Colorado’s Touchstone Energy Co-ops support 4-H, FFA kids at record-setting State Fair sale

With apologies to Yogi Berra, it was déjà vu all over again at the 2012 Junior Livestock Sale held Aug. 28 at the Colorado State Fair in Pueblo. That’s because for the second straight year, there was a repeat winner and buyer of the grand champion steer – and Colorado’s Touchstone Energy Cooperatives were on hand to sponsor the entire event for the seventh year in a row.

Cody Huwa (second from right) poses with his grand champion steer along with the Sam Brown family, buyers of the grand champion for the second straight year.

Cody Huwa of Roggen, Colo., — whose family are member-consumers of Tri-State member co-op Morgan County REA (Fort Morgan, Colo.) – sold the grand champion, 1,311-pound market steer for a record $55,000 to Pueblo businessman Sam Brown. Last year Huwa fetched $53,000 for his top entry, which was also purchased by Brown and his family.

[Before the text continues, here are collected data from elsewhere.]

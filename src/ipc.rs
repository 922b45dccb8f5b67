//! Communication-aware rescheduler (IPCSchd).
//!
//! Rebuilds a copy of the graph from a simulated schedule:
//!
//! - tasks sharing a lane are chained in the order they ran;
//! - every transfer into a consumer becomes a communication actor spliced
//!   between producer and consumer, carrying the observed transfer time;
//! - output write-backs are folded into the producer's duration.
//!
//! A critical-path program then re-derives the tightest start times that
//! respect this structure: `start + duration <= T` for every node,
//! `start(v) >= start(u) + duration(u)` for every edge, minimize `T`.

use std::collections::BTreeMap;
use std::sync::Arc;

use crate::error::{SchedError, SchedResult};
use crate::executor::LaneKey;
use crate::graph::TaskGraph;
use crate::schedule::{CommActor, Schedule, Stage};
use crate::solver::{Cmp, Domain, IntProgram, LinearExpr, MilpSolver, VarId};
use crate::stats::Timer;
use crate::types::{SimTime, TaskId};

/// Graph rebuilt with lane chains and communication actors.
#[derive(Clone, Debug)]
pub struct AugmentedGraph {
    pub graph: TaskGraph,
    /// Duration of every node, computation and communication alike
    pub durations: BTreeMap<TaskId, SimTime>,
    pub actors: BTreeMap<TaskId, CommActor>,
}

/// Builds the augmented graph of `schedule`. The input graph is not modified.
pub fn augment(graph: &TaskGraph, schedule: &Schedule) -> SchedResult<AugmentedGraph> {
    let mut g = graph.clone();

    let mut lanes: BTreeMap<LaneKey, Vec<(SimTime, TaskId)>> = BTreeMap::new();
    for (&task, &start) in &schedule.start {
        let entry = schedule.mapping.entry(task)?;
        lanes.entry(LaneKey::of(entry)).or_default().push((start, task));
    }
    for tasks in lanes.values_mut() {
        tasks.sort_unstable();
        for pair in tasks.windows(2) {
            let (u, v) = (pair[0].1, pair[1].1);
            if !g.has_edge(u, v) {
                g.add_edge(u, v)?;
            }
        }
    }

    let mut durations = BTreeMap::new();
    for task in graph.tasks() {
        let start = schedule.start.get(&task).ok_or(SchedError::UnknownTask(task))?;
        let end = schedule.end.get(&task).ok_or(SchedError::UnknownTask(task))?;
        durations.insert(task, end - start);
    }

    let mut next_id = g.max_node_id().map_or(0, |m| m + 1);
    let mut actors = BTreeMap::new();
    for record in schedule.dma.iter().chain(schedule.mem.iter()) {
        match record.dst {
            Some(dst) => {
                if !g.has_edge(record.src, dst) {
                    tracing::error!(
                        src = record.src,
                        dst,
                        successors = ?g.successors(record.src),
                        "transfer without a matching edge"
                    );
                    return Err(SchedError::MissingEdge {
                        src: record.src,
                        dst,
                    });
                }
                let actor = next_id;
                next_id += 1;
                g.add_task(actor);
                g.add_edge(record.src, actor)?;
                g.add_edge(actor, dst)?;
                g.remove_edge(record.src, dst);
                durations.insert(actor, record.duration());
                actors.insert(
                    actor,
                    CommActor {
                        src: record.src,
                        dst,
                        channel: record.channel,
                    },
                );
            }
            None => {
                *durations
                    .get_mut(&record.src)
                    .ok_or(SchedError::UnknownTask(record.src))? += record.duration();
            }
        }
    }

    Ok(AugmentedGraph {
        graph: g,
        durations,
        actors,
    })
}

/// Builds the critical-path program. Returns it with the start variable of
/// each node and the makespan variable.
pub fn formulate(augmented: &AugmentedGraph) -> (IntProgram, BTreeMap<TaskId, VarId>, VarId) {
    let mut program = IntProgram::minimize("ipcschd");
    let starts: BTreeMap<TaskId, VarId> = augmented
        .graph
        .tasks()
        .map(|t| (t, program.add_var(format!("s_{}", t), Domain::non_negative())))
        .collect();
    let makespan = program.add_var("t", Domain::non_negative());

    for (&task, &var) in &starts {
        let d = augmented.durations.get(&task).copied().unwrap_or(0) as f64;
        program.constrain(
            format!("makespan_{}", task),
            LinearExpr::new().term(var, 1.0).term(makespan, -1.0),
            Cmp::Le,
            -d,
        );
    }
    for (u, v) in augmented.graph.edges() {
        let d = augmented.durations.get(&u).copied().unwrap_or(0) as f64;
        program.constrain(
            format!("precedence_{}_{}", u, v),
            LinearExpr::new().term(starts[&v], 1.0).term(starts[&u], -1.0),
            Cmp::Ge,
            d,
        );
    }
    program.set_objective(LinearExpr::new().term(makespan, 1.0));
    (program, starts, makespan)
}

/// Reschedules `schedule` by critical-path optimization.
///
/// The result carries start and end times for every computation task and
/// every communication actor.
pub fn ipcschd(
    graph: &TaskGraph,
    schedule: &Schedule,
    solver: &dyn MilpSolver,
) -> SchedResult<Schedule> {
    let timer = Timer::start();
    let augmented = augment(graph, schedule)?;
    let (program, starts, makespan) = formulate(&augmented);

    let solution = solver.solve(&program).map_err(|e| {
        tracing::error!(error = %e, "IPCSchd solve failed");
        SchedError::from(e)
    })?;

    let mut out = Schedule::new(Stage::Ipcschd, Arc::clone(&schedule.mapping));
    out.dma = schedule.dma.clone();
    out.mem = schedule.mem.clone();
    out.comm_actors = augmented.actors.clone();
    for (&task, &var) in &starts {
        let start = solution.value(var).round().max(0.0) as SimTime;
        let d = augmented.durations.get(&task).copied().unwrap_or(0);
        out.record_task(task, start, start + d);
    }

    tracing::info!(
        actors = augmented.actors.len(),
        makespan = solution.value(makespan),
        elapsed_ms = timer.elapsed_ms(),
        "IPCSchd done"
    );
    Ok(out)
}

#[cfg(test)]
mod tests {
    use super::*;
    use crate::channel::ChannelKind;
    use crate::mapping::{BufferLocation, MappingEntry, Resource, TaskMapping};
    use crate::schedule::TransferRecord;
    use crate::solver::GoodLpSolver;

    fn mapping(entries: &[(TaskId, Resource, usize)]) -> Arc<TaskMapping> {
        let mut m = TaskMapping::new();
        for &(task, resource, tile) in entries {
            m.insert(MappingEntry {
                task,
                layer: "Conv2D".to_string(),
                op: "conv".to_string(),
                resource,
                tile,
                buffer: BufferLocation::Mem,
            });
        }
        Arc::new(m)
    }

    fn transfer(src: TaskId, dst: Option<TaskId>, start: SimTime, end: SimTime) -> TransferRecord {
        TransferRecord {
            src,
            dst,
            channel: ChannelKind::Dma,
            start,
            end,
        }
    }

    #[test]
    fn test_lane_chain_edges() {
        // Independent tasks on one lane are serialized by a chain edge.
        let mut g = TaskGraph::new();
        g.add_task(0);
        g.add_task(1);
        let mut s = Schedule::new(Stage::Actmap, mapping(&[(0, Resource::Npu, 0), (1, Resource::Npu, 0)]));
        s.record_task(0, 0, 4);
        s.record_task(1, 4, 9);

        let aug = augment(&g, &s).unwrap();
        assert!(aug.graph.has_edge(0, 1));
        assert!(!g.has_edge(0, 1));

        let out = ipcschd(&g, &s, &GoodLpSolver::new()).unwrap();
        assert_eq!(out.start[&1], 4);
        assert_eq!(out.makespan(), 9);
    }

    #[test]
    fn test_actor_spliced_between_tasks() {
        let mut g = TaskGraph::new();
        g.add_task(0);
        g.add_task(1);
        g.add_edge(0, 1).unwrap();
        let mut s = Schedule::new(Stage::Actmap, mapping(&[(0, Resource::Npu, 0), (1, Resource::Npu, 1)]));
        s.record_task(0, 0, 5);
        s.record_task(1, 20, 30);
        s.record_transfer(transfer(0, Some(1), 8, 14));
        s.record_transfer(transfer(1, None, 30, 33));

        let aug = augment(&g, &s).unwrap();
        assert_eq!(aug.actors.len(), 1);
        let actor = aug.actors[&2];
        assert_eq!((actor.src, actor.dst), (0, 1));
        assert!(aug.graph.has_edge(0, 2));
        assert!(aug.graph.has_edge(2, 1));
        assert!(!aug.graph.has_edge(0, 1));
        assert_eq!(aug.durations[&2], 6);
        // Write-back folded into the producer
        assert_eq!(aug.durations[&1], 13);

        let out = ipcschd(&g, &s, &GoodLpSolver::new()).unwrap();
        assert_eq!(out.start[&0], 0);
        assert_eq!(out.start[&2], 5);
        assert_eq!(out.start[&1], 11);
        assert_eq!(out.makespan(), 24);
        assert_eq!(out.stage, Stage::Ipcschd);
        assert_eq!(out.comm_actors.len(), 1);
    }

    #[test]
    fn test_transfer_without_edge_is_fatal() {
        let mut g = TaskGraph::new();
        g.add_task(0);
        g.add_task(1);
        let mut s = Schedule::new(Stage::Actmap, mapping(&[(0, Resource::Npu, 0), (1, Resource::Cpu, 0)]));
        s.record_task(0, 0, 5);
        s.record_task(1, 10, 20);
        s.record_transfer(transfer(0, Some(1), 5, 10));

        let result = augment(&g, &s);
        assert!(matches!(result, Err(SchedError::MissingEdge { src: 0, dst: 1 })));
    }
}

“They’re great people,” Huwa, 14, said after his big moment, which helped push the 2012 sale total up to nearly $479,000 (far surpassing last year’s amount of $407,325). “That’s really great of them to do this two years in a row, and it’s just cool that they do so much to support the auction,” said Huwa, who has been showing animals since he was 8.

The sale is the largest 4-H and FFA event of its kind in the state, and Tri-State and the state’s Touchstone Energy Cooperatives have long-supported the efforts of the participating rural youngsters while promoting the inherent values of education and agriculture. The auction sold 138 champion animals crowned at this year’s fair.

Numerous electric co-op representatives were at the record-setting sale, including Tri-State executive vice president and general manager Ken Anderson, who participated in the auction and purchased a market beef from teenager Shelley Chambers, who hails from Agate, Colo., where she and her family are members of Mountain View Electric Association.

Tri-State executive vice president and general manager Ken Anderson purchased a market beef from teenager Shelley Chambers.

“The sale is instrumental in supporting the future of Colorado’s agribusiness as it demonstrates to youth the importance of raising quality livestock and the work required of those who pursue careers in agriculture,” said the fair’s general manager Chris Wiseman.

This year’s rendition of the Colorado State Fair, which runs through Sept. 3, marks the event’s 140th year as the state’s premier celebration of agriculture. The venerable fairgrounds provide nearly $34 million in economic activity to Colorado through the year, with $29 million of that activity driven by the annual State Fair event.